INSTRUCTIONS TO FOLLOW
Find where "-> Result<(), EngineError>" appears in the records below, then return that line and every later line exactly, stopping only at the last line.

(Saved data entries)
use chrono::NaiveDate;
use tracing::{info, warn};
use ulid::Ulid;

use crate::model::{ReservationState, ResourceSelection};
use crate::observability::{
    RESERVATION_CONFLICTS_TOTAL, RESERVATIONS_CANCELLED_TOTAL, RESERVATIONS_CREATED_TOTAL,
};
use crate::store::{InsertOutcome, Predicate, Row, ident_value, opt_ident_value, opt_text_value};

use super::conflict::overlap_guard;
use super::queries::decode_reservation;
use super::{EngineError, ReservationEngine, now_ms};

impl ReservationEngine {
    /// Create a reservation for `owner` over the interval spanned by the two
    /// slots on `date`. The conflict decision and the write are one atomic
    /// store call: insert-unless-overlapping-blocking-row. On refusal nothing
    /// is committed and the colliding reservation ids are returned.
    #[allow(clippy::too_many_arguments)]
    pub async fn create_reservation(
        &self,
        owner: Ulid,
        date: NaiveDate,
        start_slot: Ulid,
        end_slot: Ulid,
        selection: &ResourceSelection,
        division: Option<Ulid>,
        room: Option<String>,
    ) -> Result<Ulid, EngineError> {
        let span = self.resolve_span(date, start_slot, end_slot).await?;

        let id = Ulid::new();
        let row = Row::new()
            .set("id", ident_value(id))
            .set("owner_id", ident_value(owner))
            .set("equipment_id", opt_ident_value(selection.projector))
            .set("computer_id", opt_ident_value(selection.computer))
            .set("extension_id", opt_ident_value(selection.extension))
            .set("division_id", opt_ident_value(division))
            .set("room", opt_text_value(room.as_deref()))
            .set("start_instant", span.start)
            .set("end_instant", span.end)
            .set("state", ReservationState::Active.code());

        if selection.is_empty() {
            // Room-only booking: no shared resource, nothing to guard.
            self.store.insert("reservations", row).await?;
        } else {
            let guard = overlap_guard(&span, selection);
            match self.store.insert_unless("reservations", row, &guard).await? {
                InsertOutcome::Inserted => {}
                InsertOutcome::Refused(rows) => {
                    let mut collisions = Vec::with_capacity(rows.len());
                    for row in &rows {
                        collisions.push(row.ident("id")?);
                    }
                    metrics::counter!(RESERVATION_CONFLICTS_TOTAL).increment(1);
                    warn!(
                        %owner,
                        start = span.start,
                        end = span.end,
                        ?collisions,
                        "reservation refused: interval already taken"
                    );
                    return Err(EngineError::ResourceConflict(collisions));
                }
            }
        }

        metrics::counter!(RESERVATIONS_CREATED_TOTAL).increment(1);
        info!(%id, %owner, start = span.start, end = span.end, "reservation created");
        Ok(id)
    }

    /// Cancel a reservation. Only the owner may cancel, and only while the
    /// reservation has not yet ended. State is the only field that changes.
    pub async fn cancel_reservation(
        &self,
        reservation_id: Ulid,
        requester: Ulid,
    ) -> Result<(), EngineError> {
        let rows = self
            .store
            .select(
                "reservations",
                super::queries::RESERVATION_COLUMNS,
                &[Predicate::Eq("id", ident_value(reservation_id))],
            )
            .await?;
        let row = rows.first().ok_or(EngineError::NotFound {
            entity: "reservation",
            id: reservation_id,
        })?;
        let reservation = decode_reservation(row)?;

        if reservation.owner != requester {
            return Err(EngineError::Forbidden(reservation_id));
        }
        if reservation.span.end <= now_ms() {
            return Err(EngineError::AlreadyFinalized(reservation_id));
        }

        let changed = self
            .store
            .update(
                "reservations",
                Row::new().set("state", ReservationState::Cancelled.code()),
                &[Predicate::Eq("id", ident_value(reservation_id))],
            )
            .await?;
        if changed == 0 {
            // Row vanished between read and write.
            return Err(EngineError::NotFound {
                entity: "reservation",
                id: reservation_id,
            });
        }

        metrics::counter!(RESERVATIONS_CANCELLED_TOTAL).increment(1);
        info!(id = %reservation_id, %requester, "reservation cancelled");
        Ok(())
    }
}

YOUR RESPONSE
    ) -> Result<(), EngineError> {
        let rows = self
            .store
            .select(
                "reservations",
                super::queries::RESERVATION_COLUMNS,
                &[Predicate::Eq("id", ident_value(reservation_id))],
            )
            .await?;
        let row = rows.first().ok_or(EngineError::NotFound {
            entity: "reservation",
            id: reservation_id,
        })?;
        let reservation = decode_reservation(row)?;

        if reservation.owner != requester {
            return Err(EngineError::Forbidden(reservation_id));
        }
        if reservation.span.end <= now_ms() {
            return Err(EngineError::AlreadyFinalized(reservation_id));
        }

        let changed = self
            .store
            .update(
                "reservations",
                Row::new().set("state", ReservationState::Cancelled.code()),
                &[Predicate::Eq("id", ident_value(reservation_id))],
            )
            .await?;
        if changed == 0 {
            // Row vanished between read and write.
            return Err(EngineError::NotFound {
                entity: "reservation",
                id: reservation_id,
            });
        }

        metrics::counter!(RESERVATIONS_CANCELLED_TOTAL).increment(1);
        info!(id = %reservation_id, %requester, "reservation cancelled");
        Ok(())
    }
}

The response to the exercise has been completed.